_TASK BRIEF:_ Write out, word for word, the part of the listing below that opens with the line containing "from the views" and closes with the line containing "struct Tee<A, B>(A, B);", keeping both of those lines and adding no others.

□ □ □ □

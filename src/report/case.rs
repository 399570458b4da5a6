use std::fmt;
use std::path::{Path, PathBuf};

use crate::data::model::Column;
use crate::stats::SpreadMethod;

/// One report variant: which view it reads, how it groups and colours.
#[derive(Debug, Clone, PartialEq)]
pub struct ReportCase {
    /// Two-digit identifier, `01`.
    pub id: &'static str,
    pub title: &'static str,
    /// One chart per (run, subgroup key).
    pub subgroup: Column,
    /// Points are coloured by this column.
    pub color_by: Column,
    /// Columns that `parameters.yaml` may filter on.
    pub filter_columns: &'static [Column],
    /// Method this case always uses, ignoring the configured one.
    pub fixed_method: Option<SpreadMethod>,
    /// Show per-colour-key point counts in sequential captions.
    pub count_summary: bool,
    /// Show the active filters at the top of the document.
    pub filter_summary: bool,
}

pub const CASE_01: ReportCase = ReportCase {
    id: "01",
    title: "Case 01 (XOffset x YOffset)",
    subgroup: Column::SpotNumber,
    color_by: Column::SpotNumber,
    filter_columns: &[Column::SpotNumber, Column::RunId],
    fixed_method: Some(SpreadMethod::StdRadius),
    count_summary: false,
    filter_summary: false,
};

pub const CASE_02: ReportCase = ReportCase {
    id: "02",
    title: "Case 02",
    subgroup: Column::PalletteNumber,
    color_by: Column::SpotNumber,
    filter_columns: &[Column::SpotNumber, Column::RunId, Column::PalletteNumber],
    fixed_method: None,
    count_summary: false,
    filter_summary: false,
};

pub const CASE_03: ReportCase = ReportCase {
    id: "03",
    title: "Case 03",
    subgroup: Column::PalletteNumber,
    color_by: Column::RowNumber,
    filter_columns: &[
        Column::SpotNumber,
        Column::RunId,
        Column::RowNumber,
        Column::CassetteNumber,
    ],
    fixed_method: None,
    count_summary: true,
    filter_summary: true,
};

pub const ALL_CASES: [ReportCase; 3] = [CASE_01, CASE_02, CASE_03];

impl ReportCase {
    pub fn by_id(id: &str) -> Option<ReportCase> {
        let id = id.trim();
        ALL_CASES
            .into_iter()
            .find(|c| c.id == id || c.id.trim_start_matches('0') == id.trim_start_matches('0'))
    }

    pub fn view_stem(&self) -> String {
        format!("view_case_{}", self.id)
    }

    /// First existing `view_case_NN.{csv,json,parquet}` under `views_dir`.
    pub fn find_view(&self, views_dir: &Path) -> Option<PathBuf> {
        ["csv", "json", "parquet"]
            .iter()
            .map(|ext| views_dir.join(format!("{}.{ext}", self.view_stem())))
            .find(|p| p.is_file())
    }

    pub fn output_name(&self, layout: Layout) -> String {
        match layout {
            Layout::Grid => format!("case_{}_grid.html", self.id),
            Layout::Sequential => format!("case_{}.html", self.id),
        }
    }

    pub fn spread_method(&self, configured: SpreadMethod) -> SpreadMethod {
        self.fixed_method.unwrap_or(configured)
    }
}

#[derive(Debug, Clone, Copy, PartialEq, Eq)]
pub enum Layout {
    /// Rows = subgroup keys, columns = runs, one compact chart per cell.
    Grid,
    /// One labelled chart per subgroup under per-run headings.
    Sequential,
}

impl fmt::Display for Layout {
    fn fmt(&self, f: &mut fmt::Formatter<'_>) -> fmt::Result {
        match self {
            Layout::Grid => write!(f, "grid"),
            Layout::Sequential => write!(f, "sequential"),
        }
    }
}

#[cfg(test)]
mod tests {
    use super::*;

    #[test]
    fn test_by_id_accepts_short_form() {
        assert_eq!(ReportCase::by_id("2"), Some(CASE_02));
        assert_eq!(ReportCase::by_id("03"), Some(CASE_03));
        assert_eq!(ReportCase::by_id("4"), None);
    }

    #[test]
    fn test_output_names() {
        assert_eq!(CASE_01.output_name(Layout::Grid), "case_01_grid.html");
        assert_eq!(CASE_01.output_name(Layout::Sequential), "case_01.html");
    }

    #[test]
    fn test_case_01_always_uses_std_radius() {
        assert_eq!(
            CASE_01.spread_method(SpreadMethod::RmsRadius),
            SpreadMethod::StdRadius
        );
        assert_eq!(
            CASE_02.spread_method(SpreadMethod::RmsRadius),
            SpreadMethod::RmsRadius
        );
    }

    #[test]
    fn test_find_view_prefers_csv() {
        let dir = tempfile::tempdir().unwrap();
        assert_eq!(CASE_01.find_view(dir.path()), None);
        std::fs::write(dir.path().join("view_case_01.parquet"), b"").unwrap();
        std::fs::write(dir.path().join("view_case_01.csv"), b"").unwrap();
        assert_eq!(
            CASE_01.find_view(dir.path()),
            Some(dir.path().join("view_case_01.csv"))
        );
    }
}
mod color;
mod config;
mod data;
mod etl;
mod report;
mod state;
mod stats;

use std::collections::BTreeMap;
use std::io::Write;
use std::path::{Path, PathBuf};

use anyhow::{bail, Context, Result};
use clap::{Parser, Subcommand, ValueEnum};
use log::{error, info, warn};
use palette::Srgb;
use rand::SeedableRng;
use rand_chacha::ChaCha8Rng;

use config::Parameters;
use data::model::CategoryKey;
use report::case::{Layout, ReportCase, ALL_CASES};

const SEED_TABLE: &str = "spotnumber_colors.csv";
const SEED_TABLE_SIZE: usize = 66;

#[derive(Parser)]
#[command(name = "vas-report")]
#[command(about = "Dot-placement offset reports for printing runs", version)]
struct Cli {
    /// YAML parameters file (filters and report options)
    #[arg(short, long, global = true, default_value = "parameters.yaml")]
    config: PathBuf,

    /// Root of source_data/, processed/ and views/
    #[arg(long, global = true, default_value = "data")]
    data_dir: PathBuf,

    /// Where the HTML reports are written
    #[arg(long, global = true, default_value = "output/charts")]
    output_dir: PathBuf,

    /// Increase verbosity (-v info, -vv debug)
    #[arg(short, long, action = clap::ArgAction::Count, global = true)]
    verbose: u8,

    /// Also append log lines to this file (stderr keeps logging)
    #[arg(long, global = true)]
    log_file: Option<PathBuf>,

    #[command(subcommand)]
    command: Commands,
}

#[derive(Clone, Copy, ValueEnum)]
enum LayoutArg {
    Grid,
    Sequential,
    Both,
}

impl LayoutArg {
    fn layouts(self) -> Vec<Layout> {
        match self {
            LayoutArg::Grid => vec![Layout::Grid],
            LayoutArg::Sequential => vec![Layout::Sequential],
            LayoutArg::Both => vec![Layout::Sequential, Layout::Grid],
        }
    }
}

#[derive(Subcommand)]
enum Commands {
    /// Unify printing reports, scrape cassette templates and build the views
    Process,

    /// Render HTML chart reports from the views
    Charts {
        /// Only this case (1, 2, 3 or 01, 02, 03)
        #[arg(long)]
        case: Option<String>,
        #[arg(long, value_enum, default_value_t = LayoutArg::Both)]
        layout: LayoutArg,
    },

    /// `process` followed by `charts` for every case
    All,

    /// Write a seed colour table for spot numbers 1..=66
    Colors {
        /// Output CSV (defaults to <data-dir>/spotnumber_colors.csv)
        #[arg(short, long)]
        output: Option<PathBuf>,
        #[arg(long, default_value_t = 42)]
        seed: u64,
    },
}

/// Writes every log line to both sinks.
struct Tee<A, B>(A, B);

impl<A: Write, B: Write> Write for Tee<A, B> {
    fn write(&mut self, buf: &[u8]) -> std::io::Result<usize> {
        self.0.write_all(buf)?;
        self.1.write_all(buf)?;
        Ok(buf.len())
    }

    fn flush(&mut self) -> std::io::Result<()> {
        self.0.flush()?;
        self.1.flush()
    }
}

fn init_logging(verbose: u8, log_file: Option<&Path>) -> Result<()> {
    let mut builder = env_logger::Builder::from_default_env();
    builder
        .filter_level(match verbose {
            0 => log::LevelFilter::Warn,
            1 => log::LevelFilter::Info,
            _ => log::LevelFilter::Debug,
        })
        .format(|buf, record| {
            writeln!(
                buf,
                "{} [{}] {}: {}",
                chrono::Local::now().format("%Y-%m-%d %H:%M:%S"),
                record.level(),
                record.target(),
                record.args()
            )
        });
    if let Some(path) = log_file {
        let file = std::fs::OpenOptions::new()
            .create(true)
            .append(true)
            .open(path)
            .with_context(|| format!("opening log file {}", path.display()))?;
        builder.target(env_logger::Target::Pipe(Box::new(Tee(std::io::stderr(), file))));
    }
    builder.try_init()?;
    Ok(())
}

fn load_parameters(path: &Path) -> Result<Parameters> {
    if !path.exists() {
        warn!("{} not found, using default parameters", path.display());
        return Ok(Parameters::default());
    }
    let params = Parameters::from_yaml(path)?;
    info!("loaded parameters from {}", path.display());
    Ok(params)
}

/// Seed colour table from the data directory or the working directory.
fn load_seed_colors(data_dir: &Path) -> BTreeMap<CategoryKey, Srgb<u8>> {
    let candidates = [data_dir.join(SEED_TABLE), PathBuf::from(SEED_TABLE)];
    let Some(path) = candidates.iter().find(|p| p.exists()) else {
        return BTreeMap::new();
    };
    match color::load_seed_table(path) {
        Ok(table) => {
            info!("{} seed colours from {}", table.len(), path.display());
            table
        }
        Err(e) => {
            warn!("ignoring seed colour table: {e:#}");
            BTreeMap::new()
        }
    }
}

fn cmd_process(data_dir: &Path) -> Result<()> {
    let written = etl::run_all(data_dir)?;
    if written.is_empty() {
        warn!("no views written");
    }
    for path in written {
        println!("{}", path.display());
    }
    Ok(())
}

fn cmd_charts(cli: &Cli, case: Option<&str>, layout: LayoutArg) -> Result<()> {
    let cases = match case {
        Some(id) => match ReportCase::by_id(id) {
            Some(case) => vec![case],
            None => bail!("unknown case '{id}'"),
        },
        None => ALL_CASES.to_vec(),
    };
    let params = load_parameters(&cli.config)?;
    let seed_colors = load_seed_colors(&cli.data_dir);
    let views_dir = cli.data_dir.join(etl::VIEWS_DIR);
    let layouts = layout.layouts();

    let mut failed = 0;
    for case in &cases {
        match report::generate_case(
            case,
            &views_dir,
            &cli.output_dir,
            &layouts,
            &params,
            &seed_colors,
        ) {
            Ok(paths) => {
                for path in paths {
                    println!("{}", path.display());
                }
            }
            Err(e) => {
                error!("case {}: {e:#}", case.id);
                failed += 1;
            }
        }
    }
    if failed > 0 {
        bail!("{failed} of {} cases failed", cases.len());
    }
    Ok(())
}

fn cmd_colors(data_dir: &Path, output: Option<PathBuf>, seed: u64) -> Result<()> {
    let path = output.unwrap_or_else(|| data_dir.join(SEED_TABLE));
    if let Some(parent) = path.parent().filter(|p| !p.as_os_str().is_empty()) {
        std::fs::create_dir_all(parent)?;
    }
    let mut rng = ChaCha8Rng::seed_from_u64(seed);
    color::write_seed_table(&path, SEED_TABLE_SIZE, &mut rng)?;
    info!("seed colour table saved to {}", path.display());
    println!("{}", path.display());
    Ok(())
}

fn main() -> Result<()> {
    let cli = Cli::parse();
    init_logging(cli.verbose, cli.log_file.as_deref())?;

    match &cli.command {
        Commands::Process => cmd_process(&cli.data_dir),
        Commands::Charts { case, layout } => cmd_charts(&cli, case.as_deref(), *layout),
        Commands::All => {
            cmd_process(&cli.data_dir)?;
            cmd_charts(&cli, None, LayoutArg::Both)
        }
        Commands::Colors { output, seed } => cmd_colors(&cli.data_dir, output.clone(), *seed),
    }
}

□ □ □ □

_SOLUTION TO THIS EXERCISE:_
    /// Render HTML chart reports from the views
    Charts {
        /// Only this case (1, 2, 3 or 01, 02, 03)
        #[arg(long)]
        case: Option<String>,
        #[arg(long, value_enum, default_value_t = LayoutArg::Both)]
        layout: LayoutArg,
    },

    /// `process` followed by `charts` for every case
    All,

    /// Write a seed colour table for spot numbers 1..=66
    Colors {
        /// Output CSV (defaults to <data-dir>/spotnumber_colors.csv)
        #[arg(short, long)]
        output: Option<PathBuf>,
        #[arg(long, default_value_t = 42)]
        seed: u64,
    },
}

/// Writes every log line to both sinks.
struct Tee<A, B>(A, B);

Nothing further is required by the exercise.